Statt auf die Lehre sind die kanonischen Evangelien absolut auf die Person Christi konzentriert.
    Die Trennlinie zwischen gnostisch-häretisch und rechtgläubig ist nicht selten unscharf; so gibt es namhafte Stimmen, die das EvTh für im Grunde gar nicht gnostisch erachten, besonders weil für die Zeit typisch gnostische Ausdrücke für den bösen Weltenschöpfer wie „Demiurg“ oder „Archont“ einfach fehlen. Andererseits kann dies auch als Argument für eine frühe Entstehungszeit ins Feld geführt werden: Gnostische Strömungen reichen weit in vorchristliche Zeiten zurück, und in Jesu Lebenszeit und kurz danach drückte man sich eben noch nicht so aus, wie es im 3. und 4. Jh. üblich wurde.

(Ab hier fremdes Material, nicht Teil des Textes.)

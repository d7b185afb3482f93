//! Market data acquisition.
//!
//! Upstream provider adapters, bar validation, the per-source circuit
//! breaker and the rate-limited concurrent fetcher.

pub mod circuit_breaker;
pub mod fetcher;
pub mod providers;
pub mod validator;

pub use circuit_breaker::{BreakerPermit, CircuitBreaker, CircuitBreakerConfig, CircuitState, CircuitStatus};
pub use fetcher::{FetcherConfig, RateLimitedFetcher, SymbolFetch};
pub use providers::{CsvProvider, YahooConfig, YahooProvider};
pub use validator::{
    validate_bar, BarValidator, QualityWarning, RejectedBar, ValidatedSeries, ValidationConfig, ValidationReport,
};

    Wahr ist, dass typisch gnostische Merkmale wie der Doketismus (die Scheinleibigkeit Jesu), die Ablehnung des Alten Testaments oder ein Licht-Finsternis-Dualismus im Thomasevangelium fehlen; es lässt sich nicht sagen, wie sich die Verfasser zu diesen gnostischen „Erkennungsmerkmalen“ gestellt hätten, weil sie in keiner Weise erwähnt werden. Das vermittelte Jesus-Bild ist sehr auf die Lehre bezogen, Wunder, Totenerweckungen oder Auferstehung fehlen. Es ist menschlich; weshalb das gnostische Evangelium sich auch eines besonderen Prädikates rühmen kann: Es gilt mehrheitlich als
    Aufschlussreich historisch
    Ein völlig neues Bild darauf, wie Jesus selbst sich seine Nachfolge vorstellte, wirft Spruch 12:
    Die Jünger sagten zu Jesus: „Wir wissen, dass du von uns gehen wirst. Wer soll uns dann führen?“ Jesus antwortete: „Geht zu Jakobus, dem Gerechten, wegen dem der Himmel und die Erde entstanden sind.“
    Von Paulus, der de facto der Begründer der „rechtgläubigen“ christlichen Kirche war, steht hier zwangsläufig nichts – er war ja nicht einmal in Kontakt mit Jesus gewesen. Das ist Wasser auf die Mühlen derjenigen, die vermuten, Paulus und Jakobus hätten sich einen Machtkampf um die Führung der jungen Christenheit geliefert. Wobei Jakobus dem mosaischen Gesetz und einem menschlichen Jesus näher stand, während Paulus sich weitaus stärker von den jüdischen Wurzeln abgrenzen wollte und auf Personenkult mit Tendenz zur Vergöttlichung setzte. Diese These unterstützt auch Spruch 27:
    Wenn ihr nicht fastet angesichts der Welt, werdet ihr das Königreich nicht finden. Wenn ihr den Sabbat nicht als Sabbat begeht, werdet ihr den Vater nicht sehen.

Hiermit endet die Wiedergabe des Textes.